The youngest brother of three, Kung (Chow) is fooled into thinking he has won a lottery by his siblings, played by Wong and Cheung. When Kung loses all the money he thought he won to the Triad, Kung fakes mental illness and finds he gets more benefits by acting insane. Needless to say, he learns a valuable lesson in life by the end of the film.






All’s Well Ends Well 2009

Stars: Raymond Wong, Sandra Ng, Louis Koo, Ronald Cheng

Director: Vincent Kok

The battered Hong Kong film industry finally found its feet again and had found that China presented an opportunity, rather than a hindrance. This time out, the film targets both Hong Kong and Chinese audiences, with half the film being in Cantonese and the other half in Chinese. It was a compromise that didn’t really please anyone.

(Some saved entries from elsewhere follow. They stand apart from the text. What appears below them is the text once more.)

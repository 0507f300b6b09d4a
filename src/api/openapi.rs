//! OpenAPI documentation

use axum::Router;
use utoipa::OpenApi;
use utoipa_swagger_ui::SwaggerUi;

use crate::api::{authors, books, health, stats};

#[derive(OpenApi)]
#[openapi(
    info(
        title = "Bookshelf API",
        version = "1.0.0",
        description = "Read-only catalog of authors and books"
    ),
    paths(
        // Health
        health::health_check,
        health::readiness_check,
        // Books
        books::list_books,
        books::recent_books,
        books::get_book,
        // Authors
        authors::list_authors,
        authors::popular_authors,
        // Stats
        stats::get_stats,
        stats::books_by_year,
    ),
    components(
        schemas(
            // Books
            books::BookListResponse,
            books::BookListMeta,
            crate::models::book::BookSummary,
            crate::models::book::BookDetail,
            crate::query::pagination::PageMeta,
            // Authors
            authors::AuthorListResponse,
            crate::models::author::AuthorWithBooks,
            crate::models::author::PopularAuthor,
            // Stats
            stats::StatsResponse,
            crate::models::stats::YearCount,
            // Health
            health::HealthResponse,
            // Errors
            crate::error::ErrorResponse,
        )
    ),
    tags(
        (name = "health", description = "Health check endpoints"),
        (name = "books", description = "Book catalog"),
        (name = "authors", description = "Authors"),
        (name = "stats", description = "Statistics")
    )
)]
pub struct ApiDoc;

/// Create the OpenAPI documentation router
pub fn create_openapi_router() -> Router {
    Router::new()
        .merge(SwaggerUi::new("/swagger-ui").url("/api-docs/openapi.json", ApiDoc::openapi()))
}
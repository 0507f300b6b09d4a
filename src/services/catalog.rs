//! Catalog read service: book and author listings and book details

use std::sync::Arc;

use crate::{
    api::{authors::AuthorListResponse, books::BookListResponse},
    config::PaginationConfig,
    error::{AppError, AppResult},
    models::{BookDetail, PopularAuthor},
    query::{
        AuthorListParams, BookListParams, BookQuery, PageMeta, PageRequest, RecentBooksParams,
    },
    repository::CatalogStore,
};

/// Base path of pagination links for each listing
pub const BOOKS_PATH: &str = "/books/";
pub const RECENT_BOOKS_PATH: &str = "/books/recent/";
pub const AUTHORS_PATH: &str = "/authors/";

#[derive(Clone)]
pub struct CatalogService {
    store: Arc<dyn CatalogStore>,
    pagination: PaginationConfig,
}

impl CatalogService {
    pub fn new(store: Arc<dyn CatalogStore>, pagination: PaginationConfig) -> Self {
        Self { store, pagination }
    }

    /// Filtered, ordered and paginated books with availability metadata
    pub async fn list_books(&self, params: &BookListParams) -> AppResult<BookListResponse> {
        let query = params.resolve()?;
        let page = params.page_request(&self.pagination);
        self.books_page(&query, &page, BOOKS_PATH).await
    }

    /// Books created in the last `days` days
    pub async fn recent_books(&self, params: &RecentBooksParams) -> AppResult<BookListResponse> {
        let query = params.resolve()?;
        let page = params.list.page_request(&self.pagination);
        self.books_page(&query, &page, RECENT_BOOKS_PATH).await
    }

    async fn books_page(
        &self,
        query: &BookQuery,
        page: &PageRequest,
        base_path: &str,
    ) -> AppResult<BookListResponse> {
        let counts = self.store.books_count(query).await?;
        let rows = self.store.books_fetch(query, page.window()).await?;

        tracing::debug!(
            total = counts.total,
            page = page.page,
            returned = rows.len(),
            "book page assembled"
        );

        Ok(BookListResponse::assemble(rows, counts, page, base_path))
    }

    /// Get a book with its nested author
    pub async fn get_book(&self, id: i64) -> AppResult<BookDetail> {
        self.store
            .books_get(id)
            .await?
            .map(BookDetail::from)
            .ok_or_else(|| AppError::NotFound(format!("Book with id {} not found", id)))
    }

    pub async fn list_authors(&self, params: &AuthorListParams) -> AppResult<AuthorListResponse> {
        let query = params.resolve()?;
        let page = params.page_request(&self.pagination);

        let total = self.store.authors_count(&query).await?;
        let results = self.store.authors_fetch(&query, page.window()).await?;

        Ok(AuthorListResponse {
            pagination: PageMeta::new(&page, total, AUTHORS_PATH),
            results,
        })
    }

    pub async fn popular_authors(&self) -> AppResult<Vec<PopularAuthor>> {
        self.store.authors_popular().await
    }
}

#[cfg(test)]
mod tests {
    use super::*;
    use crate::{
        models::{AuthorWithBooks, Book, BookCounts, BookDetailRow, BookWithAuthor},
        query::{BookPredicate, PageWindow},
        repository::MockCatalogStore,
    };
    use chrono::{NaiveDate, TimeZone, Utc};

    fn row(id: i64, author_id: i64) -> BookWithAuthor {
        let now = Utc.with_ymd_and_hms(2025, 1, 1, 0, 0, 0).unwrap();
        BookWithAuthor {
            book: Book {
                id,
                title: format!("Book {id}"),
                author_id,
                published_date: NaiveDate::from_ymd_opt(2020 + id as i32, 1, 1).unwrap(),
                is_available: true,
                created_at: now,
                updated_at: now,
            },
            author_name: format!("Author {author_id}"),
            author_email: format!("author{author_id}@example.com"),
        }
    }

    fn service(store: MockCatalogStore) -> CatalogService {
        CatalogService::new(Arc::new(store), PaginationConfig::default())
    }

    #[tokio::test]
    async fn test_list_books_by_author_and_availability() {
        let mut store = MockCatalogStore::new();
        store
            .expect_books_count()
            .withf(|query| {
                query.predicates()
                    == [BookPredicate::AuthorId(1), BookPredicate::Availability(true)]
            })
            .times(1)
            .returning(|_| Ok(BookCounts { total: 3, available: 3 }));
        store
            .expect_books_fetch()
            .withf(|_, window| *window == PageWindow { offset: 0, limit: 10 })
            .times(1)
            .returning(|_, _| Ok(vec![row(1, 1), row(2, 1), row(3, 1)]));

        let params = BookListParams {
            author_id: Some("1".into()),
            is_available: Some("true".into()),
            ..Default::default()
        };
        let response = service(store).list_books(&params).await.unwrap();

        assert_eq!(response.results.len(), 3);
        assert_eq!(response.meta.total_books, 3);
        assert_eq!(response.meta.available_books, 3);
        assert_eq!(response.meta.unavailable_books, 0);
        assert_eq!(response.pagination.total_pages, 1);
        assert_eq!(response.pagination.next, None);
        assert_eq!(response.pagination.previous, None);
    }

    #[tokio::test]
    async fn test_invalid_author_id_never_reaches_store() {
        let store = MockCatalogStore::new();
        let params = BookListParams {
            author_id: Some("one".into()),
            ..Default::default()
        };

        let err = service(store).list_books(&params).await.unwrap_err();
        assert!(matches!(err, AppError::Validation(msg) if msg.contains("author_id")));
    }

    #[tokio::test]
    async fn test_clamped_page_size_reaches_store() {
        let mut store = MockCatalogStore::new();
        store
            .expect_books_count()
            .returning(|_| Ok(BookCounts { total: 250, available: 200 }));
        store
            .expect_books_fetch()
            .withf(|_, window| *window == PageWindow { offset: 100, limit: 100 })
            .returning(|_, _| Ok(Vec::new()));

        let params = BookListParams {
            page: Some("2".into()),
            page_size: Some("1000".into()),
            ..Default::default()
        };
        let response = service(store).list_books(&params).await.unwrap();

        assert_eq!(response.pagination.page_size, 100);
        assert_eq!(response.pagination.total_pages, 3);
        assert_eq!(
            response.pagination.next.as_deref(),
            Some("/books/?page=3&page_size=100")
        );
        assert_eq!(
            response.pagination.previous.as_deref(),
            Some("/books/?page=1&page_size=100")
        );
    }

    #[tokio::test]
    async fn test_recent_books_link_base() {
        let mut store = MockCatalogStore::new();
        store
            .expect_books_count()
            .withf(|query| matches!(query.predicates(), [BookPredicate::CreatedSince(_)]))
            .returning(|_| Ok(BookCounts { total: 11, available: 11 }));
        store
            .expect_books_fetch()
            .returning(|_, _| Ok(vec![row(1, 1)]));

        let response = service(store)
            .recent_books(&RecentBooksParams::default())
            .await
            .unwrap();
        assert_eq!(
            response.pagination.next.as_deref(),
            Some("/books/recent/?page=2&page_size=10")
        );
    }

    #[tokio::test]
    async fn test_get_book_missing_is_not_found() {
        let mut store = MockCatalogStore::new();
        store.expect_books_get().returning(|_| Ok(None));

        let err = service(store).get_book(99).await.unwrap_err();
        assert!(matches!(err, AppError::NotFound(_)));
    }

    #[tokio::test]
    async fn test_get_book_nests_author() {
        let mut store = MockCatalogStore::new();
        store.expect_books_get().withf(|id| *id == 2).returning(|_| {
            Ok(Some(BookDetailRow {
                listing: row(2, 7),
                author_created_at: Utc.with_ymd_and_hms(2024, 6, 1, 0, 0, 0).unwrap(),
                author_books_count: 4,
            }))
        });

        let detail = service(store).get_book(2).await.unwrap();
        assert_eq!(detail.author.id, 7);
        assert_eq!(detail.author.name, "Author 7");
        assert_eq!(detail.author.books_count, 4);
        assert_eq!(detail.author_email, "author7@example.com");
    }

    #[tokio::test]
    async fn test_list_authors() {
        let mut store = MockCatalogStore::new();
        store
            .expect_authors_count()
            .withf(|query| query.min_books_filter() == Some(4))
            .returning(|_| Ok(1));
        store.expect_authors_fetch().returning(|_, _| {
            Ok(vec![AuthorWithBooks {
                id: 1,
                name: "William S. Vincent".into(),
                email: "william@example.com".into(),
                books_count: 4,
                created_at: Utc.with_ymd_and_hms(2024, 6, 1, 0, 0, 0).unwrap(),
            }])
        });

        let params = AuthorListParams {
            min_books: Some("4".into()),
            ..Default::default()
        };
        let response = service(store).list_authors(&params).await.unwrap();
        assert_eq!(response.pagination.count, 1);
        assert_eq!(response.results[0].books_count, 4);
    }

    #[tokio::test]
    async fn test_store_failure_propagates() {
        let mut store = MockCatalogStore::new();
        store
            .expect_books_count()
            .returning(|_| Err(AppError::Database(sqlx::Error::PoolTimedOut)));

        let err = service(store)
            .list_books(&BookListParams::default())
            .await
            .unwrap_err();
        assert!(matches!(err, AppError::Database(_)));
    }
}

Taking a leaf from Will Smith’s Hitch, a love guru dispenses advice to help his clients achieve love. Ronald Cheng has to find someone to marry elder sister Sandra Ng before he can get hitched, and finds a candidate in Louis Koo. This instalment is probably most famous for Louis Koo re-enacting Daniel Craig’s emergence from the sea in Casino Royale.


Alls Well Ends Well 2010

Stars: Louis Koo, Sandra Ng, Ronald Cheng, Angelababy, Raymond Wong, Lynn Xiong

Directors: Herman Yau and Raymond Wong

The fifth instalment of the series once again revisits the medieval period. Koo plays the Emperor, a childish ruler who cares only about learning kung-fu. The Queen Mother (Lee Heung-Kam) wants a grandchild, but the Emperor avoids sleeping with his randy wife (Crystal Tin) in order to retain his virginity and thus his fighting ability. Hope for a future generation rests on Princess Pearl (Angelababy), but there’s a mix-up when folks think that Nightingale (Lynn Xiong) is actually her.






Alls Well Ends Well 2011

Stars: Donnie Yen, Cecilia Cheung, Louis Koo, Chapman To, Carina Lau, Lynn Hung

Director: Raymond Wong

Since he’s appeared in every other movie from Hong Kong last year, Donnie Yen inevitably pops up in the latest version of the franchise.

Cecilia Cheung is in a love triangle with Louis Koo and Chapman To. Meanwhile, Donnie Yen takes up the role of a cosmetics sales clerk who is romantically linked with model Carina Lau Ka Ling’s character. 

All's Well Ends Well 2011 opens in cinemas islandwide on 2 February 2011.